Now 401 unauthorised access would suggest incorrect credentials. I thought so too, and so checked Mylar’s config file and can confirm that the user/pass to access my Quickbox rutorrent are indeed correct with no mistakes or typos. I can also rule out that because all I have to do is replace the server ip of the quickbox with my old server’s ip and the connection is successful.

I know that Quickbox is using apache and my second server is running nginx. My guess Is that it’s related to the way Apache2 is setup and somehow blocking blocking plugins like rpc and httprpc from working correctly when trying to access outside the localhost.

I’ve done some testing in programs like Sonarr that use RPC to communicate with rutorrent to narrow down the problem further.

I get a “Forbidden” error when I enable SSL and use port 443 and use the mount point /sadpanda/RPC2.
However when I use port 80 and disable SSL and leave the mount point the same /sadpanda/RPC2 connection is successful.

I’ve noticed in terms of accessing RPC via web It is definitely mounted at https://SERVER_IP/sadpanda/RPC2/ because I get a forbidden to access page using my browser. When I try to use http however, I get a page not found. Is this another reason to suspect it’s the way apache is setup and how scgi is configured with Quickbox?

I am in the midst of trying to migrate everything from my old server to my new quickbox based install one, and this is really the last hurdle but I’m a little stumped on how to fix this.


#2

I’ve never used Mylar but is there a setting in there for basic auth vs digest auth? You’ll want digest auth for quickbox.


#3

Unfortunately there is not a way to toggle between the two types of authentication like in SickRage. It could be that Mylar is trying to communicate via basic auth only.
I have reached out to the developer of this software to see what we can do.
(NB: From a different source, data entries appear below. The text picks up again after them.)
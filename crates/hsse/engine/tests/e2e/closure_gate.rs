//! End-to-end test: the closure gate.
//!
//! Verifies that:
//! - an incomplete checklist blocks closure with a validation error
//! - every root cause needs a verified or closed corrective action
//! - readiness checks never change state

use crate::common::*;
use hsse_types::*;

#[tokio::test]
async fn uncovered_root_cause_is_reported() {
    let w = world();
    let event = w.investigating(NewEvent::incident(3, "Forklift struck racking")).await;
    let covered = w.root_cause(&event, "Blind corner without mirror").await;
    let uncovered = w.root_cause(&event, "Operator not refreshed on training").await;
    w.remediate(&event, &covered, false).await;
    w.assign(&event, Some(&uncovered)).await;

    let ctx = w.ctx(INVESTIGATOR);
    let entries_before = w.engine.history(&ctx, &event.id).await.unwrap().len();
    let assessment = w
        .engine
        .can_request_closure(&ctx, &event.id, &Checklist::complete())
        .await
        .unwrap();

    assert!(!assessment.allowed);
    assert_eq!(assessment.missing_items.len(), 1);
    assert!(assessment.missing_items[0].contains("Operator not refreshed on training"));
    assert!(!assessment.missing_items[0].contains("Blind corner"));
    assert_eq!(w.engine.history(&ctx, &event.id).await.unwrap().len(), entries_before);
}

#[tokio::test]
async fn closure_blocked_until_coverage_is_complete() {
    let w = world();
    let event = w.investigating(NewEvent::incident(3, "Forklift struck racking")).await;
    let cause = w.root_cause(&event, "Blind corner without mirror").await;
    let action = w.assign(&event, Some(&cause)).await;
    w.accept_validation(&event).await;

    let ctx = w.ctx(INVESTIGATOR);
    let err = w
        .engine
        .request_closure(&ctx, &event.id, &Checklist::complete())
        .await
        .unwrap_err();
    assert_eq!(err.reason_code(), ReasonCode::CoverageIncomplete);
    match err {
        LifecycleError::InvariantViolation { missing, .. } => assert_eq!(missing.len(), 1),
        other => panic!("unexpected error: {other:?}"),
    }

    let owner = w.ctx(OWNER);
    w.engine.start_action(&owner, &action.id).await.unwrap();
    w.engine.complete_action(&owner, &action.id, None).await.unwrap();
    w.engine
        .verify_action(&w.ctx(HSSE), &action.id, ReviewVerdict::Approved, None)
        .await
        .unwrap();

    let closed = w
        .engine
        .request_closure(&ctx, &event.id, &Checklist::complete())
        .await
        .unwrap();
    assert_eq!(closed.status, EventStatus::Closed);
}

#[tokio::test]
async fn incomplete_checklist_is_a_validation_error() {
    let w = world();
    let event = w.investigating(NewEvent::observation(2, "Spill kit empty")).await;
    let checklist = Checklist {
        witnesses_interviewed: false,
        ..Checklist::complete()
    };

    let err = w
        .engine
        .self_close(&w.ctx(REPORTER), &event.id, &checklist)
        .await
        .unwrap_err();
    assert_eq!(err.kind(), "validation");
    assert_eq!(err.reason_code(), ReasonCode::ChecklistIncomplete);

    let stored = w.engine.event(&w.ctx(REPORTER), &event.id).await.unwrap();
    assert_eq!(stored.status, EventStatus::InvestigationInProgress);
}

#[tokio::test]
async fn severity_three_end_to_end() {
    let w = world();
    let event = w.investigating(NewEvent::incident(3, "Hot work without permit")).await;
    let cause = w.root_cause(&event, "Permit system bypassed under time pressure").await;
    w.remediate(&event, &cause, true).await;

    let ctx = w.ctx(INVESTIGATOR);
    let err = w
        .engine
        .request_closure(&ctx, &event.id, &Checklist::complete())
        .await
        .unwrap_err();
    assert_eq!(err.kind(), "invariant_violation");

    w.accept_validation(&event).await;
    let closed = w
        .engine
        .request_closure(&ctx, &event.id, &Checklist::complete())
        .await
        .unwrap();
    assert_eq!(closed.status, EventStatus::Closed);
    assert!(closed.closed_at.is_some());
}
//! Approval Orchestrator: the entry point of the lifecycle engine
//!
//! Every operation follows the same pipeline:
//! 1. validate the caller's input
//! 2. load the target under the caller's tenant
//! 3. ask the state machine (table, guard, severity policy) for the move
//! 4. check closure preconditions where they apply
//! 5. commit the new records and one audit entry as a single transaction
//! 6. publish a lifecycle event and hand a notification intent to the
//!    Notifier
//!
//! A failure at steps 1-5 leaves no trace. Step 6 never fails the call.
//!
//! The sub-workflows (escalation, rejection review, extensions, corrective
//! actions, violations) extend this type from their own modules.

use crate::audit_logger::{AuditLogger, AuditRecord, ChainVerification};
use crate::closure_gate::{ClosureAssessment, ClosureGate};
use crate::config::EngineConfig;
use crate::guard::{AuthorizationGuard, Capability, EventContext};
use crate::notifier::{LifecycleEvent, NotificationIntent, Notifier, Topic, TracingNotifier};
use crate::policy::ClosurePolicy;
use crate::reference::ReferenceFormatter;
use crate::state_machine::StateMachine;
use chrono::Datelike;
use hsse_storage::{EventQuery, InMemoryLifecycleStore, LifecycleStore, StatusGuard, Transaction, Write};
use hsse_types::*;
use std::sync::Arc;
use tokio::sync::broadcast;

/// Routing for the notification sent after a commit
#[derive(Clone, Debug)]
pub(crate) struct Notice {
    topic: Topic,
    recipients: Vec<ActorId>,
}

impl Notice {
    pub(crate) fn new(topic: Topic) -> Self {
        Self {
            topic,
            recipients: Vec::new(),
        }
    }

    pub(crate) fn to(mut self, actor: Option<&ActorId>) -> Self {
        if let Some(actor) = actor {
            if !self.recipients.contains(actor) {
                self.recipients.push(actor.clone());
            }
        }
        self
    }

    /// Reporter and investigator of `event`
    pub(crate) fn to_participants(self, event: &Event) -> Self {
        self.to(Some(&event.reporter_id))
            .to(event.investigator_id.as_ref())
    }
}

/// Fail with `code` unless `text` is a sufficient justification
pub(crate) fn require_justification(
    code: ReasonCode,
    field: &str,
    text: Option<&str>,
) -> LifecycleResult<()> {
    if text.map(is_sufficient_justification).unwrap_or(false) {
        Ok(())
    } else {
        Err(LifecycleError::validation(
            code,
            format!("{} must be at least {} characters", field, MIN_JUSTIFICATION_LEN),
        ))
    }
}

/// The lifecycle façade: one method per workflow event
pub struct ApprovalOrchestrator {
    pub(crate) store: Arc<dyn LifecycleStore>,
    pub(crate) audit: AuditLogger,
    pub(crate) guard: Arc<dyn AuthorizationGuard>,
    pub(crate) notifier: Arc<dyn Notifier>,
    pub(crate) machine: StateMachine,
    pub(crate) gate: ClosureGate,
    pub(crate) references: ReferenceFormatter,
    pub(crate) config: EngineConfig,
    events: broadcast::Sender<LifecycleEvent>,
}
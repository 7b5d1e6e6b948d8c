//! End-to-end test: severity-driven closure paths.
//!
//! Verifies that:
//! - severity 1-2 Events are self-closed by the reporter without validation
//! - severity 3-4 Events close only after HSSE accepts the investigation
//! - severity 5 Events additionally need a manager to close them

use crate::common::*;
use hsse_engine::resolve_policy;
use hsse_types::*;

// ---------------------------------------------------------------------------
// Policy
// ---------------------------------------------------------------------------

#[test]
fn low_severity_allows_self_close_without_validation() {
    for level in [1, 2] {
        let policy = resolve_policy(level).unwrap();
        assert!(policy.self_close_allowed);
        assert!(!policy.requires_expert_validation);
    }
}

#[test]
fn out_of_range_severity_is_a_validation_error() {
    for level in [0, 6] {
        assert_eq!(resolve_policy(level).unwrap_err().kind(), "validation");
    }
}

// ---------------------------------------------------------------------------
// Closure paths
// ---------------------------------------------------------------------------

#[tokio::test]
async fn severity_two_reporter_self_closes() {
    let w = world();
    let event = w.investigating(NewEvent::observation(2, "Trailing cable")).await;
    let closed = w
        .engine
        .self_close(&w.ctx(REPORTER), &event.id, &Checklist::complete())
        .await
        .unwrap();
    assert_eq!(closed.status, EventStatus::Closed);
}

#[tokio::test]
async fn severity_three_closes_only_after_validation() {
    let w = world();
    let event = w.investigating(NewEvent::incident(3, "Pressure relief failed")).await;
    let cause = w.root_cause(&event, "Valve not on inspection schedule").await;
    w.remediate(&event, &cause, true).await;

    let investigator = w.ctx(INVESTIGATOR);
    let err = w
        .engine
        .request_closure(&investigator, &event.id, &Checklist::complete())
        .await
        .unwrap_err();
    assert_eq!(err.kind(), "invariant_violation");
    assert_eq!(err.reason_code(), ReasonCode::ValidationNotAccepted);

    let validated = w.accept_validation(&event).await;
    assert_eq!(validated.hsse_validation_status, HsseValidationStatus::Accepted);

    let closed = w
        .engine
        .request_closure(&investigator, &event.id, &Checklist::complete())
        .await
        .unwrap();
    assert_eq!(closed.status, EventStatus::Closed);
}

#[tokio::test]
async fn severity_four_cannot_bypass_validation_by_self_close() {
    let w = world();
    let event = w.investigating(NewEvent::incident(4, "Arc flash")).await;
    let err = w
        .engine
        .self_close(&w.ctx(REPORTER), &event.id, &Checklist::complete())
        .await
        .unwrap_err();
    assert_eq!(err.reason_code(), ReasonCode::SelfCloseNotPermitted);
}

#[tokio::test]
async fn severity_five_needs_manager_for_final_close() {
    let w = world();
    let event = w.investigating(NewEvent::incident(5, "Fall from height")).await;
    w.accept_validation(&event).await;

    let investigator = w.ctx(INVESTIGATOR);
    let pending = w
        .engine
        .request_closure(&investigator, &event.id, &Checklist::complete())
        .await
        .unwrap();
    assert_eq!(pending.status, EventStatus::PendingFinalClosure);

    // The investigator lacks the manager capability
    let err = w
        .engine
        .final_close(&investigator, &event.id, None)
        .await
        .unwrap_err();
    assert_eq!(err.kind(), "permission");
    assert_eq!(err.reason_code(), ReasonCode::PermissionDenied);

    let closed = w
        .engine
        .final_close(&w.ctx(MANAGER), &event.id, Some("Reviewed with the board"))
        .await
        .unwrap();
    assert_eq!(closed.status, EventStatus::Closed);
}

#[tokio::test]
async fn severity_five_without_validation_is_refused() {
    let w = world();
    let event = w.investigating(NewEvent::incident(5, "Fall from height")).await;
    let err = w
        .engine
        .request_closure(&w.ctx(INVESTIGATOR), &event.id, &Checklist::complete())
        .await
        .unwrap_err();
    assert_eq!(err.reason_code(), ReasonCode::ValidationNotAccepted);
}

#[tokio::test]
async fn closed_event_accepts_no_further_transitions() {
    let w = world();
    let event = w.investigating(NewEvent::observation(1, "Loose handrail")).await;
    w.engine
        .self_close(&w.ctx(REPORTER), &event.id, &Checklist::complete())
        .await
        .unwrap();

    let err = w
        .engine
        .self_close(&w.ctx(REPORTER), &event.id, &Checklist::complete())
        .await
        .unwrap_err();
    assert!(err.is_conflict());
    assert_eq!(err.reason_code(), ReasonCode::TerminalState);
}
I might try and edit the apache config of Quickbox to allow for basic auth which may confirm the problem.


#4

try:

localhost:443/sadpanda

or grab the scgi port specific to your install cat ~/.rtorrent.rc | grep port and

scgi://localhost:<scgiportnum>

auth details should be left blank if using the scgi port directly

sickrage works without issue on our setup… if it’s based on sickrage it should work, unless the author has changed things which you never know


#5

Thanks for the suggestion liara!

I tried localhost:443/sadpanda which resulted in a “Non Implemented” error. Looks like the developer hasn’t configured the program to accept formats such as localhost/127.0.0.1/0.0.0.0 etc

I then tried your next suggestion using the scgi link directly without the credentials and it worked! Thank you so much!
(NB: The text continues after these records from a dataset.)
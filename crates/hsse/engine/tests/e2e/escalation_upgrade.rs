//! End-to-end test: escalation review and the observation upgrade.
//!
//! Verifies that:
//! - a short rejection note is refused, a sufficient one returns the
//!   observation to the department
//! - an upgrade creates a distinct incident and leaves the source terminal
//! - the upgrade's single audit entry appears in both histories

use crate::common::*;
use hsse_engine::Topic;
use hsse_types::*;

async fn escalated(w: &World) -> Event {
    let event = w
        .engine
        .submit_event(&w.ctx(REPORTER), NewEvent::observation(3, "Gas smell near boiler"))
        .await
        .unwrap();
    w.engine
        .forward_to_department(&w.ctx(COORDINATOR), &event.id)
        .await
        .unwrap();
    w.engine
        .request_escalation(&w.ctx(DEPT_REP), &event.id, "Smell reported twice this month")
        .await
        .unwrap()
}

#[tokio::test]
async fn rejection_note_length_is_enforced() {
    let w = world();
    let event = escalated(&w).await;
    let hsse = w.ctx(HSSE);

    let err = w
        .engine
        .decide_escalation_review(&hsse, &event.id, EscalationOutcome::Reject, Some("too short"), None)
        .await
        .unwrap_err();
    assert_eq!(err.kind(), "validation");

    let review = w
        .engine
        .decide_escalation_review(&hsse, &event.id, EscalationOutcome::Reject, Some("ten chars!"), None)
        .await
        .unwrap();
    assert_eq!(review.source.status, EventStatus::PendingDeptRepApproval);
}

#[tokio::test]
async fn upgrade_supersedes_the_observation() {
    let w = world();
    let event = escalated(&w).await;
    let hsse = w.ctx(HSSE);

    let review = w
        .engine
        .decide_escalation_review(
            &hsse,
            &event.id,
            EscalationOutcome::UpgradeIncident,
            Some("Confirmed leak at the flange"),
            Some(ActorId::new(INVESTIGATOR)),
        )
        .await
        .unwrap();
    let incident = review.upgraded.expect("upgrade creates an incident");

    assert_ne!(incident.id, event.id);
    assert_ne!(incident.reference_code, event.reference_code);
    assert_eq!(incident.event_type, EventType::Incident);
    assert_eq!(incident.status, EventStatus::InvestigationInProgress);
    assert_eq!(incident.source_event_id.as_ref(), Some(&event.id));

    let source = w.engine.event(&hsse, &event.id).await.unwrap();
    assert_eq!(source.status, EventStatus::Upgraded);
    assert!(source.is_terminal());

    // Terminal: nothing further is accepted on the source
    let err = w
        .engine
        .decide_escalation_review(&hsse, &event.id, EscalationOutcome::Reject, Some("Reconsidered it"), None)
        .await
        .unwrap_err();
    assert_eq!(err.reason_code(), ReasonCode::TerminalState);

    // The new incident runs its own lifecycle
    w.engine
        .record_causal_factor(&w.ctx(INVESTIGATOR), &incident.id, FactorKind::RootCause, "Corroded gasket")
        .await
        .unwrap();

    let topics: Vec<_> = w
        .notifier
        .recorded_topic(Topic::EventUpgraded)
        .await
        .iter()
        .map(|i| i.topic)
        .collect();
    assert!(topics.contains(&Topic::EventUpgraded));
}

#[tokio::test]
async fn upgrade_is_in_both_histories() {
    let w = world();
    let event = escalated(&w).await;
    let hsse = w.ctx(HSSE);

    let incident = w
        .engine
        .decide_escalation_review(
            &hsse,
            &event.id,
            EscalationOutcome::UpgradeIncident,
            Some("Confirmed leak at the flange"),
            Some(ActorId::new(INVESTIGATOR)),
        )
        .await
        .unwrap()
        .upgraded
        .unwrap();
    w.engine
        .record_causal_factor(&w.ctx(INVESTIGATOR), &incident.id, FactorKind::RootCause, "Corroded gasket")
        .await
        .unwrap();

    let source_history = w.engine.history(&hsse, &event.id).await.unwrap();
    let upgrade = source_history.last().unwrap();
    assert_eq!(upgrade.action, "escalation_upgrade");
    assert_eq!(upgrade.related_event_id.as_ref(), Some(&incident.id));

    let incident_history = w.engine.history(&hsse, &incident.id).await.unwrap();
    let actions: Vec<_> = incident_history.iter().map(|e| e.action.as_str()).collect();
    assert_eq!(actions, vec!["escalation_upgrade", "record_causal_factor"]);
    assert_eq!(incident_history[0].sequence, upgrade.sequence);

    // Still one entry per call, and the chain covers the link
    let report = w.engine.verify_audit_chain().await.unwrap();
    assert!(report.intact);
    assert_eq!(report.entries_checked, 5);
}

#[tokio::test]
async fn upgrade_without_investigator_changes_nothing() {
    let w = world();
    let event = escalated(&w).await;
    let hsse = w.ctx(HSSE);

    let err = w
        .engine
        .decide_escalation_review(&hsse, &event.id, EscalationOutcome::UpgradeIncident, None, None)
        .await
        .unwrap_err();
    assert_eq!(err.reason_code(), ReasonCode::MissingInvestigator);

    let source = w.engine.event(&hsse, &event.id).await.unwrap();
    assert_eq!(source.status, EventStatus::PendingHsseEscalationReview);
    assert!(w
        .engine
        .escalation_decisions(&hsse, &event.id)
        .await
        .unwrap()
        .is_empty());
}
I did actually try that at one point following advice from the SickRage threads linked above, but I never knew the auth details had to be left blank! I had left it in thinking it was needed so it kept resulting in “Non Implemented” errors and so figured it wouldn’t work and so moved onto trying to get it to mount via RPC.

I have communicated to the developer to try and incorporate some changes including accepting digest authentication. Thanks again RXWatcher and liara.


#6

No worries :slight_smile:

If you think about it, this is the same port that ruTorrent uses to connect directly to rtorrent and communicate with the client. The port is not owned by apache, rather started by rtorrent upon boot. Therefore, it is not covered by basic/digest auth like when we mount it via SGCIMount in the apache config.

That said, the port is only available to localhost and is also randomized. I’ve given this thought and it would require more access (read: sudo) from a potential miscreant on a shared server than we currently allow for this direct access to rtorrent to be abused. It is the RPC mount in the apache configuration that exposes it remotely and we take care to protect that mount point with digest authentication.